— What is expected —
Search the listing below for the string "Human" and show each line that contains it.

— Task data —

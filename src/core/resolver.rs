//! Best-effort decoding for logs with no verified interface

use std::sync::Arc;
use std::time::Duration;

use crate::domain::abi::{CandidateFragment, CandidateStore, LogMatcher, LookupError};
use crate::domain::{DecodeOutcome, DecodedLog, FailureReason, RawLog};

use super::identifier::derive_candidate_identifier;

/// Maximum fragments fetched per lookup
pub const CANDIDATE_LOOKUP_LIMIT: usize = 3;

/// Candidates kept once one decodes
pub const MAX_CANDIDATE_MATCHES: usize = 1;

/// Guesses a log's shape from fragments sharing its identifier
pub struct CandidateResolver {
    store: Arc<dyn CandidateStore>,
    matcher: Arc<dyn LogMatcher>,
    lookup_timeout: Option<Duration>,
}

impl CandidateResolver {
    pub fn new(store: Arc<dyn CandidateStore>, matcher: Arc<dyn LogMatcher>) -> Self {
        Self {
            store,
            matcher,
            lookup_timeout: None,
        }
    }

    /// Bound each store lookup; a lookup that overruns counts as a failure
    pub fn with_lookup_timeout(mut self, timeout: Duration) -> Self {
        self.lookup_timeout = Some(timeout);
        self
    }

    /// Try up to [`CANDIDATE_LOOKUP_LIMIT`] fragments in store order, stopping
    /// at the first that decodes.
    ///
    /// Always `Unverified` unless the identifier can't be derived or the
    /// lookup itself fails, which yield `Failed(CouldNotDecode)`.
    pub async fn resolve(&self, log: &RawLog) -> DecodeOutcome {
        let identifier = match derive_candidate_identifier(log.first_topic.as_deref()) {
            Ok(Some(identifier)) => identifier,
            Ok(None) => return DecodeOutcome::Unverified { candidates: vec![] },
            Err(err) => {
                tracing::debug!(%err, "no candidate identifier");
                return DecodeOutcome::failed(FailureReason::CouldNotDecode);
            }
        };

        let fragments = match self.lookup(identifier).await {
            Ok(fragments) => fragments,
            Err(err) => {
                tracing::warn!(identifier = %hex::encode(identifier), %err, "candidate lookup failed");
                return DecodeOutcome::failed(FailureReason::CouldNotDecode);
            }
        };

        let mut candidates = Vec::with_capacity(MAX_CANDIDATE_MATCHES);
        for fragment in &fragments {
            if let Ok(matched) = self.matcher.match_log(&fragment.definition, log) {
                candidates.push(DecodedLog::from(matched));
                if candidates.len() >= MAX_CANDIDATE_MATCHES {
                    break;
                }
            }
        }

        tracing::debug!(
            identifier = %hex::encode(identifier),
            tried = fragments.len(),
            matched = candidates.len(),
            "resolved candidates"
        );
        DecodeOutcome::Unverified { candidates }
    }

    async fn lookup(&self, identifier: [u8; 4]) -> Result<Vec<CandidateFragment>, LookupError> {
        let lookup = self
            .store
            .lookup_by_identifier(identifier, CANDIDATE_LOOKUP_LIMIT);
        let mut fragments = match self.lookup_timeout {
            Some(limit) => tokio::time::timeout(limit, lookup)
                .await
                .map_err(|_| LookupError::Timeout(limit.as_millis() as u64))??,
            None => lookup.await?,
        };
        // stores may ignore the limit
        fragments.truncate(CANDIDATE_LOOKUP_LIMIT);
        Ok(fragments)
    }
}
//! Hex codec for `0x`-prefixed topics and payloads
//!
//! Absent values pass straight through, so optional topic slots can be fed in
//! without unwrapping them first.

use thiserror::Error;

/// The text was not valid hex once the `0x` prefix was removed
#[derive(Debug, Clone, PartialEq, Error)]
#[error("invalid hex: {0}")]
pub struct InvalidHex(#[from] pub hex::FromHexError);

/// Decode optional `0x`-prefixed hex text into bytes
///
/// Only a lowercase `0x` prefix is stripped; digits may be any case.
/// Odd-length input or non-hex characters fail with [`InvalidHex`].
pub fn decode_hex(value: Option<&str>) -> Result<Option<Vec<u8>>, InvalidHex> {
    let Some(value) = value else {
        return Ok(None);
    };
    let digits = value.strip_prefix("0x").unwrap_or(value);
    Ok(Some(hex::decode(digits)?))
}

/// Encode optional bytes as lowercase `0x`-prefixed hex text
pub fn encode_hex(bytes: Option<&[u8]>) -> Option<String> {
    bytes.map(|bytes| format!("0x{}", hex::encode(bytes)))
}

#[cfg(test)]
mod tests {
    use super::*;

    #[test]
    fn test_null_passes_through() {
        assert_eq!(decode_hex(None).unwrap(), None);
        assert_eq!(encode_hex(None), None);
    }

    #[test]
    fn test_decode_prefixed_and_bare() {
        assert_eq!(
            decode_hex(Some("0xa9059cbb")).unwrap(),
            Some(vec![0xa9, 0x05, 0x9c, 0xbb])
        );
        assert_eq!(decode_hex(Some("A9059CBB")).unwrap(), Some(vec![0xa9, 0x05, 0x9c, 0xbb]));
        assert_eq!(decode_hex(Some("0x")).unwrap(), Some(Vec::new()));
    }

    #[test]
    fn test_prefix_is_case_sensitive() {
        assert!(decode_hex(Some("0Xa9")).is_err());
    }

    #[test]
    fn test_rejects_odd_length_and_bad_digits() {
        assert!(decode_hex(Some("0xabc")).is_err());
        assert!(decode_hex(Some("0xzz")).is_err());
        // only a single prefix is stripped
        assert!(decode_hex(Some("0x0xab")).is_err());
    }

    #[test]
    fn test_round_trip_is_stable_after_canonicalising() {
        for input in ["0xDEADbeef", "0x", "00ff10", "0xa9059cbb000000000000"] {
            let once = decode_hex(Some(input)).unwrap();
            let encoded = encode_hex(once.as_deref());
            let twice = decode_hex(encoded.as_deref()).unwrap();
            assert_eq!(once, twice);
            assert_eq!(encoded.as_deref().map(str::to_lowercase), encoded);
        }
    }
}
//! Local-first store that falls back to a second source

use std::sync::Arc;

use async_trait::async_trait;

use crate::domain::abi::{CandidateFragment, CandidateStore, LookupError};

/// Queries `primary`, and `fallback` only when the primary has nothing or errors
pub struct LayeredCandidateStore {
    primary: Arc<dyn CandidateStore>,
    fallback: Arc<dyn CandidateStore>,
}

impl LayeredCandidateStore {
    pub fn new(primary: Arc<dyn CandidateStore>, fallback: Arc<dyn CandidateStore>) -> Self {
        Self { primary, fallback }
    }
}

#[async_trait]
impl CandidateStore for LayeredCandidateStore {
    async fn lookup_by_identifier(
        &self,
        identifier: [u8; 4],
        limit: usize,
    ) -> Result<Vec<CandidateFragment>, LookupError> {
        match self.primary.lookup_by_identifier(identifier, limit).await {
            Ok(found) if !found.is_empty() => Ok(found),
            Ok(_) => self.fallback.lookup_by_identifier(identifier, limit).await,
            Err(err) => {
                tracing::warn!(%err, "primary candidate store failed, trying fallback");
                self.fallback.lookup_by_identifier(identifier, limit).await
            }
        }
    }
}
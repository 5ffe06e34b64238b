//! Decode results handed back to callers

use std::fmt;

use serde::Serialize;

use super::abi::{ArgumentMapping, InterfaceDefinition, MatchedLog};
use super::signature::format_signature;

/// What the decoder knows about the transaction that produced a log
#[derive(Debug, Clone, Default)]
pub struct TransactionContext {
    /// Contract the transaction was sent to; `None` for contract creation
    pub target_address: Option<String>,
    /// Verified interface of the target, when a registry has one
    pub known_interface: Option<InterfaceDefinition>,
}

impl TransactionContext {
    pub fn new(target_address: impl Into<String>) -> Self {
        Self {
            target_address: Some(target_address.into()),
            known_interface: None,
        }
    }

    pub fn without_target() -> Self {
        Self::default()
    }

    pub fn with_interface(mut self, definition: InterfaceDefinition) -> Self {
        self.known_interface = Some(definition);
        self
    }
}

/// A successful decode against one descriptor
#[derive(Debug, Clone, PartialEq, Eq, Serialize)]
pub struct DecodedLog {
    /// Lowercase hex of the descriptor identifier, no prefix
    pub identifier_hex: String,
    /// e.g. "Transfer(address indexed from, address indexed to, uint256 value)"
    pub signature_text: String,
    pub mapping: ArgumentMapping,
}

impl From<MatchedLog> for DecodedLog {
    fn from(matched: MatchedLog) -> Self {
        Self {
            identifier_hex: matched.descriptor.identifier_hex(),
            signature_text: format_signature(matched.descriptor.name(), &matched.arguments),
            mapping: matched.arguments,
        }
    }
}

#[derive(Debug, Clone, Copy, PartialEq, Eq, Serialize)]
#[serde(rename_all = "snake_case")]
pub enum FailureReason {
    /// The originating transaction has no contract target
    NoTarget,
    /// A target exists but no consistent decoding was found
    CouldNotDecode,
}

impl fmt::Display for FailureReason {
    fn fmt(&self, f: &mut fmt::Formatter<'_>) -> fmt::Result {
        match self {
            FailureReason::NoTarget => write!(f, "no target"),
            FailureReason::CouldNotDecode => write!(f, "could not decode"),
        }
    }
}

/// The three shapes a decode can end in
#[derive(Debug, Clone, PartialEq, Eq, Serialize)]
#[serde(tag = "status", rename_all = "snake_case")]
pub enum DecodeOutcome {
    /// Decoded against the target's verified interface
    Decoded(DecodedLog),
    /// No verified interface; zero or one best-effort guesses
    Unverified { candidates: Vec<DecodedLog> },
    Failed { reason: FailureReason },
}

impl DecodeOutcome {
    pub fn failed(reason: FailureReason) -> Self {
        DecodeOutcome::Failed { reason }
    }

    pub fn is_decoded(&self) -> bool {
        matches!(self, DecodeOutcome::Decoded(_))
    }

    /// The decode to display, verified or guessed
    pub fn best(&self) -> Option<&DecodedLog> {
        match self {
            DecodeOutcome::Decoded(decoded) => Some(decoded),
            DecodeOutcome::Unverified { candidates } => candidates.first(),
            DecodeOutcome::Failed { .. } => None,
        }
    }
}

#[cfg(test)]
mod tests {
    use super::*;
    use crate::domain::abi::{DecodedArg, InterfaceDescriptor};

    #[test]
    fn test_decoded_log_from_match() {
        let descriptor = InterfaceDescriptor::parse_function("transfer(address,uint256)").unwrap();
        let matched = MatchedLog {
            descriptor,
            arguments: vec![
                DecodedArg {
                    name: "arg0".into(),
                    kind: "address".into(),
                    indexed: false,
                    value: "0x00".into(),
                },
                DecodedArg {
                    name: "arg1".into(),
                    kind: "uint256".into(),
                    indexed: false,
                    value: "1".into(),
                },
            ],
        };
        let decoded = DecodedLog::from(matched);
        assert_eq!(decoded.identifier_hex, "a9059cbb");
        assert_eq!(decoded.signature_text, "transfer(address arg0, uint256 arg1)");
    }

    #[test]
    fn test_outcome_serializes_with_status_tag() {
        let json = serde_json::to_value(DecodeOutcome::failed(FailureReason::NoTarget)).unwrap();
        assert_eq!(json["status"], "failed");
        assert_eq!(json["reason"], "no_target");

        let json = serde_json::to_value(DecodeOutcome::Unverified { candidates: vec![] }).unwrap();
        assert_eq!(json["status"], "unverified");
        assert!(json["candidates"].as_array().unwrap().is_empty());
    }
}
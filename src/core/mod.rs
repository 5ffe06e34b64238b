//! Core decoding flow
//!
//! - `identifier`: first-topic heuristic for candidate lookups
//! - `resolver`: best-effort decoding from candidate fragments
//! - `orchestrator`: top-level routing between verified and guessed decodes

pub mod identifier;
pub mod orchestrator;
pub mod resolver;

pub use identifier::{derive_candidate_identifier, IdentifierError};
pub use orchestrator::LogDecoder;
pub use resolver::{CandidateResolver, CANDIDATE_LOOKUP_LIMIT, MAX_CANDIDATE_MATCHES};
//! CSV Export
//!
//! One row per decoded argument; outcomes with nothing decoded get a single
//! row with empty argument columns.

use std::io::Write;

use anyhow::Result;

use super::status_label;
use crate::domain::DecodeOutcome;

/// Write outcomes as CSV, returning the number of data rows
pub fn write_outcomes<W: Write>(out: W, outcomes: &[DecodeOutcome]) -> Result<usize> {
    let mut wtr = csv::Writer::from_writer(out);

    // Write header
    wtr.write_record([
        "status",
        "identifier",
        "signature",
        "name",
        "type",
        "indexed",
        "value",
    ])?;

    let mut rows = 0;
    for outcome in outcomes {
        let status = status_label(outcome);
        let Some(decoded) = outcome.best() else {
            wtr.write_record([status, "", "", "", "", "", ""])?;
            rows += 1;
            continue;
        };

        if decoded.mapping.is_empty() {
            wtr.write_record([
                status,
                decoded.identifier_hex.as_str(),
                decoded.signature_text.as_str(),
                "",
                "",
                "",
                "",
            ])?;
            rows += 1;
            continue;
        }

        for arg in &decoded.mapping {
            wtr.write_record([
                status,
                decoded.identifier_hex.as_str(),
                decoded.signature_text.as_str(),
                arg.name.as_str(),
                arg.kind.as_str(),
                if arg.indexed { "true" } else { "false" },
                arg.value.as_str(),
            ])?;
            rows += 1;
        }
    }

    wtr.flush()?;
    Ok(rows)
}
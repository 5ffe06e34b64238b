use std::fs;
use std::io::{self, Read};
use std::path::{Path, PathBuf};
use std::sync::Arc;

use anyhow::{bail, Context, Result};
use clap::{Parser, Subcommand};

use logdecode::config::{self, Config};
use logdecode::domain::abi::{CandidateStore, InterfaceDefinition};
use logdecode::domain::{RawLog, RpcLog, TracingSink, TransactionContext};
use logdecode::export::{self, OutputFormat};
use logdecode::infrastructure::{AbiScanner, OpenChainCandidateStore};
use logdecode::store::{LayeredCandidateStore, MemoryCandidateStore, SqliteCandidateStore};
use logdecode::LogDecoder;

#[derive(Debug, Parser)]
#[command(
    name = "logdecode",
    version,
    about = "Decode EVM event logs, verified or best-guess"
)]
struct Args {
    /// Fragment database (defaults to the configured or data-dir path)
    #[arg(long, global = true)]
    db: Option<PathBuf>,

    #[command(subcommand)]
    command: Command,
}

#[derive(Debug, Subcommand)]
enum Command {
    /// Decode one log object, or an array of them
    Decode {
        /// Log JSON as returned by eth_getLogs: inline, a file path, or `-` for stdin
        log: String,

        /// Verified ABI of the target contract
        #[arg(long)]
        abi: Option<PathBuf>,

        /// Transaction target (defaults to the log's emitting address)
        #[arg(long, conflicts_with = "no_target")]
        target: Option<String>,

        /// Treat the transaction as a contract creation
        #[arg(long)]
        no_target: bool,

        #[arg(long, value_enum, default_value_t = OutputFormat::Text)]
        format: OutputFormat,

        /// Fall back to OpenChain when the local store has no candidate
        #[arg(long)]
        remote: bool,
    },
    /// Import fragments from build artifacts (out/ or artifacts/ directories)
    Import {
        /// Roots to scan (defaults to configured abi_paths, then the current directory)
        paths: Vec<PathBuf>,
    },
    /// Show what the fragment database holds
    Stats,
}

fn main() -> Result<()> {
    let args = Args::parse();
    let config = config::load();
    config::init_tracing(&config.log)?;

    match args.command {
        Command::Decode {
            log,
            abi,
            target,
            no_target,
            format,
            remote,
        } => {
            let runtime = tokio::runtime::Builder::new_multi_thread()
                .enable_all()
                .build()
                .context("Failed to create Tokio runtime")?;
            let options = DecodeOptions {
                log,
                abi,
                target,
                no_target,
                format,
                remote: remote || config.remote_lookup,
            };
            runtime.block_on(run_decode(args.db, &config, options))
        }
        Command::Import { paths } => run_import(args.db, &config, paths),
        Command::Stats => run_stats(args.db, &config),
    }
}

struct DecodeOptions {
    log: String,
    abi: Option<PathBuf>,
    target: Option<String>,
    no_target: bool,
    format: OutputFormat,
    remote: bool,
}

async fn run_decode(db: Option<PathBuf>, config: &Config, options: DecodeOptions) -> Result<()> {
    let logs = read_logs(&options.log)?;
    let known_interface = match &options.abi {
        Some(path) => Some(load_definition(path)?),
        None => None,
    };

    let store = build_store(db, config, options.remote)?;
    let decoder =
        LogDecoder::new(store, Arc::new(TracingSink)).with_lookup_timeout(config.lookup_timeout());

    let mut outcomes = Vec::with_capacity(logs.len());
    for log in &logs {
        let mut context = if options.no_target {
            TransactionContext::without_target()
        } else {
            TransactionContext::new(options.target.clone().unwrap_or_else(|| log.address.clone()))
        };
        context.known_interface = known_interface.clone();
        outcomes.push(decoder.decode(log, &context).await);
    }

    let stdout = io::stdout();
    export::write_outcomes(stdout.lock(), options.format, &outcomes)
}

fn run_import(db: Option<PathBuf>, config: &Config, paths: Vec<PathBuf>) -> Result<()> {
    let mut roots = if paths.is_empty() {
        config.abi_roots()
    } else {
        paths
    };
    if roots.is_empty() {
        roots.push(std::env::current_dir().unwrap_or_else(|_| PathBuf::from(".")));
    }

    let store = open_sqlite(db, config)?;
    let report = AbiScanner::scan_roots(&roots);
    for error in &report.errors {
        tracing::warn!(%error, "skipped artifact");
    }

    let written = store.record_all(
        report
            .fragments
            .iter()
            .map(|(fragment, path)| (fragment, path.display().to_string())),
    )?;
    tracing::info!(
        fragments = written,
        files = report.scanned_files,
        errors = report.errors.len(),
        scan_ms = report.scan_ms as u64,
        "import finished"
    );
    println!(
        "imported {} fragments from {} files ({} errors) in {} ms",
        written,
        report.scanned_files,
        report.errors.len(),
        report.scan_ms
    );
    Ok(())
}

fn run_stats(db: Option<PathBuf>, config: &Config) -> Result<()> {
    let store = open_sqlite(db, config)?;
    let stats = store.stats()?;
    println!("fragments:   {}", stats.fragments);
    println!("identifiers: {}", stats.identifiers);
    match stats.newest {
        Some(newest) => println!("newest:      {}", newest.format("%Y-%m-%d %H:%M:%S UTC")),
        None => println!("newest:      -"),
    }
    Ok(())
}

fn build_store(
    db: Option<PathBuf>,
    config: &Config,
    remote: bool,
) -> Result<Arc<dyn CandidateStore>> {
    let local: Arc<dyn CandidateStore> = match db.or_else(|| config.candidate_db_path()) {
        Some(path) => Arc::new(open_sqlite_at(&path)?),
        None => {
            tracing::warn!("no data directory, decoding without stored fragments");
            Arc::new(MemoryCandidateStore::new())
        }
    };
    if !remote {
        return Ok(local);
    }

    let remote = OpenChainCandidateStore::new(config.openchain_url(), config.lookup_timeout())?;
    Ok(Arc::new(LayeredCandidateStore::new(local, Arc::new(remote))))
}

fn open_sqlite(db: Option<PathBuf>, config: &Config) -> Result<SqliteCandidateStore> {
    let Some(path) = db.or_else(|| config.candidate_db_path()) else {
        bail!("no fragment database path; pass --db or set candidate_db");
    };
    open_sqlite_at(&path)
}

fn open_sqlite_at(path: &Path) -> Result<SqliteCandidateStore> {
    if let Some(parent) = path.parent().filter(|p| !p.as_os_str().is_empty()) {
        fs::create_dir_all(parent)
            .with_context(|| format!("create data dir {}", parent.display()))?;
    }
    SqliteCandidateStore::open(path)
}

fn load_definition(path: &Path) -> Result<InterfaceDefinition> {
    let content =
        fs::read_to_string(path).with_context(|| format!("read abi {}", path.display()))?;
    InterfaceDefinition::from_json(&content).with_context(|| format!("parse abi {}", path.display()))
}

fn read_logs(input: &str) -> Result<Vec<RawLog>> {
    let content = if input == "-" {
        let mut buf = String::new();
        io::stdin()
            .read_to_string(&mut buf)
            .context("read log from stdin")?;
        buf
    } else if Path::new(input).is_file() {
        fs::read_to_string(input).with_context(|| format!("read log {input}"))?
    } else {
        input.to_string()
    };

    let value: serde_json::Value = serde_json::from_str(&content).context("log is not JSON")?;
    let rpc_logs: Vec<RpcLog> = if value.is_array() {
        serde_json::from_value(value)?
    } else {
        vec![serde_json::from_value(value)?]
    };

    rpc_logs
        .into_iter()
        .map(|log| RawLog::try_from(log).map_err(anyhow::Error::from))
        .collect()
}
//! Human-readable rendering
//!
//! Verified decodes are shown as fact, candidate decodes as a best guess.

use std::io::Write;

use anyhow::Result;

use crate::domain::{DecodeOutcome, DecodedLog, FailureReason};

/// Values longer than this many characters are cut short on screen
const MAX_DISPLAY_CHARS: usize = 66;

/// Render one outcome as a block of text, trailing newline included
pub fn render_outcome(outcome: &DecodeOutcome) -> String {
    let mut out = String::new();
    match outcome {
        DecodeOutcome::Decoded(decoded) => render_decoded(&mut out, decoded),
        DecodeOutcome::Unverified { candidates } => match candidates.first() {
            Some(decoded) => {
                out.push_str("unverified, best guess:\n");
                render_decoded(&mut out, decoded);
            }
            None => out.push_str("unverified, no candidate matched this log\n"),
        },
        DecodeOutcome::Failed { reason } => {
            out.push_str("could not decode this log");
            if *reason == FailureReason::NoTarget {
                out.push_str(" (transaction has no contract target)");
            }
            out.push('\n');
        }
    }
    out
}

fn render_decoded(out: &mut String, decoded: &DecodedLog) {
    out.push_str(&decoded.signature_text);
    out.push('\n');
    let width = decoded
        .mapping
        .iter()
        .map(|arg| arg.name.len())
        .max()
        .unwrap_or(0);
    for arg in &decoded.mapping {
        out.push_str(&format!(
            "  {:width$}  {}\n",
            arg.name,
            shorten(&arg.value),
            width = width
        ));
    }
}

/// Shorten a long value for the terminal, noting its full length
fn shorten(value: &str) -> String {
    let chars = value.chars().count();
    if chars <= MAX_DISPLAY_CHARS {
        return value.to_string();
    }
    let head: String = value.chars().take(MAX_DISPLAY_CHARS).collect();
    format!("{}… ({} chars)", head, chars)
}

pub fn write_outcomes<W: Write>(mut out: W, outcomes: &[DecodeOutcome]) -> Result<()> {
    for (index, outcome) in outcomes.iter().enumerate() {
        if index > 0 {
            writeln!(out)?;
        }
        out.write_all(render_outcome(outcome).as_bytes())?;
    }
    Ok(())
}
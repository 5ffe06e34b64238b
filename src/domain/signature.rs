//! Human-readable call signatures

use super::abi::DecodedArg;

/// Render `name(type [indexed ]param, ...)` from a decoded argument mapping
///
/// Only names, types and indexed flags are used; values never appear.
pub fn format_signature(name: &str, arguments: &[DecodedArg]) -> String {
    let params: Vec<String> = arguments
        .iter()
        .map(|arg| {
            if arg.indexed {
                format!("{} indexed {}", arg.kind, arg.name)
            } else {
                format!("{} {}", arg.kind, arg.name)
            }
        })
        .collect();
    format!("{}({})", name, params.join(", "))
}
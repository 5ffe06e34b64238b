//! Decode EVM event logs against verified interfaces, or guess from
//! previously seen signature fragments when the emitting contract is unknown.

pub mod config;
pub mod core;
pub mod domain;
pub mod export;
pub mod infrastructure;
pub mod store;

pub use crate::core::{LogDecoder, CANDIDATE_LOOKUP_LIMIT};
pub use crate::domain::{DecodeOutcome, DecodedLog, FailureReason, RawLog, TransactionContext};
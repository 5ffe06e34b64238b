//! ABI infrastructure - Alloy-based matching, artifact scanning and remote lookups

mod decoder;
mod openchain;
mod scanner;

pub use decoder::AlloyLogMatcher;
pub use openchain::{OpenChainCandidateStore, DEFAULT_OPENCHAIN_URL};
pub use scanner::{AbiScanner, ScanReport};
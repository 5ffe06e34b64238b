//! ABI file scanner - discovers build artifacts and splits them into fragments

use std::fs;
use std::path::{Path, PathBuf};
use std::time::Instant;

use walkdir::WalkDir;

use crate::domain::abi::{CandidateFragment, DefinitionError, InterfaceDefinition};

/// Largest artifact read, in bytes
const MAX_FILE_SIZE: u64 = 5 * 1024 * 1024;

/// Fragments found by a scan, with where they came from
#[derive(Debug, Default)]
pub struct ScanReport {
    pub fragments: Vec<(CandidateFragment, PathBuf)>,
    pub scanned_files: usize,
    pub errors: Vec<String>,
    pub scan_ms: u128,
}

impl ScanReport {
    pub fn merge(&mut self, other: ScanReport) {
        self.fragments.extend(other.fragments);
        self.scanned_files += other.scanned_files;
        self.errors.extend(other.errors);
    }
}

/// ABI file scanner
pub struct AbiScanner;

impl AbiScanner {
    /// Scan a single root directory for ABI files
    ///
    /// Only `*.json` files somewhere under an `out/` or `artifacts/` directory
    /// are read. A root that is itself a file is read regardless.
    pub fn scan(root: impl AsRef<Path>) -> ScanReport {
        let started = Instant::now();
        let root = root.as_ref();
        let mut report = ScanReport::default();

        if root.is_file() {
            report.scanned_files = 1;
            Self::load_into(root, &mut report);
            report.scan_ms = started.elapsed().as_millis();
            return report;
        }

        for entry in WalkDir::new(root)
            .follow_links(false)
            .into_iter()
            .filter_entry(|e| !Self::is_ignored_dir(e.path()))
        {
            let entry = match entry {
                Ok(entry) => entry,
                Err(err) => {
                    report.errors.push(err.to_string());
                    continue;
                }
            };

            if !entry.file_type().is_file() {
                continue;
            }

            let path = entry.path();
            if path.extension().and_then(|s| s.to_str()) != Some("json") {
                continue;
            }
            if !Self::path_contains_any(path, &["out", "artifacts"]) {
                continue;
            }

            let metadata = match entry.metadata() {
                Ok(meta) => meta,
                Err(err) => {
                    report.errors.push(format!("{}: {}", path.display(), err));
                    continue;
                }
            };
            if metadata.len() > MAX_FILE_SIZE {
                continue;
            }

            report.scanned_files += 1;
            Self::load_into(path, &mut report);
        }

        report.scan_ms = started.elapsed().as_millis();
        tracing::debug!(
            root = %root.display(),
            files = report.scanned_files,
            fragments = report.fragments.len(),
            errors = report.errors.len(),
            "scanned abi root"
        );
        report
    }

    /// Scan multiple root directories
    pub fn scan_roots(roots: &[PathBuf]) -> ScanReport {
        let started = Instant::now();
        let mut report = ScanReport::default();
        for root in roots {
            report.merge(Self::scan(root));
        }
        report.scan_ms = started.elapsed().as_millis();
        report
    }

    fn load_into(path: &Path, report: &mut ScanReport) {
        match Self::load_abi_file(path) {
            Ok(fragments) => report
                .fragments
                .extend(fragments.into_iter().map(|f| (f, path.to_path_buf()))),
            Err(err) => report.errors.push(format!("{}: {}", path.display(), err)),
        }
    }

    /// Load a single ABI file as one fragment per function and named event
    fn load_abi_file(path: &Path) -> anyhow::Result<Vec<CandidateFragment>> {
        let content = fs::read_to_string(path)?;
        let definition = match InterfaceDefinition::from_json(&content) {
            Ok(definition) => definition,
            // not every artifact carries an ABI
            Err(DefinitionError::NotAnAbi) => return Ok(Vec::new()),
            Err(err) => return Err(err.into()),
        };

        Ok(definition
            .iter()
            .filter(|descriptor| !descriptor.is_anonymous())
            .filter_map(|descriptor| CandidateFragment::from_descriptor(descriptor.clone()))
            .collect())
    }

    /// Check if a path should be ignored
    fn is_ignored_dir(path: &Path) -> bool {
        path.file_name()
            .and_then(|n| n.to_str())
            .map(|name| {
                matches!(
                    name,
                    ".git" | "target" | "node_modules" | ".next" | "dist" | "build"
                )
            })
            .unwrap_or(false)
    }

    /// Check if path contains any of the given names
    fn path_contains_any(path: &Path, names: &[&str]) -> bool {
        path.components().any(|component| {
            if let std::path::Component::Normal(value) = component {
                if let Some(value) = value.to_str() {
                    return names.iter().any(|name| *name == value);
                }
            }
            false
        })
    }
}
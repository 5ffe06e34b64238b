//! Candidate fragment stores

pub mod fragments;
pub mod layered;
pub mod memory;

pub use fragments::{FragmentStats, SqliteCandidateStore};
pub use layered::LayeredCandidateStore;
pub use memory::MemoryCandidateStore;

— Finished exercise —
//! Human-readable rendering
//! Human-readable call signatures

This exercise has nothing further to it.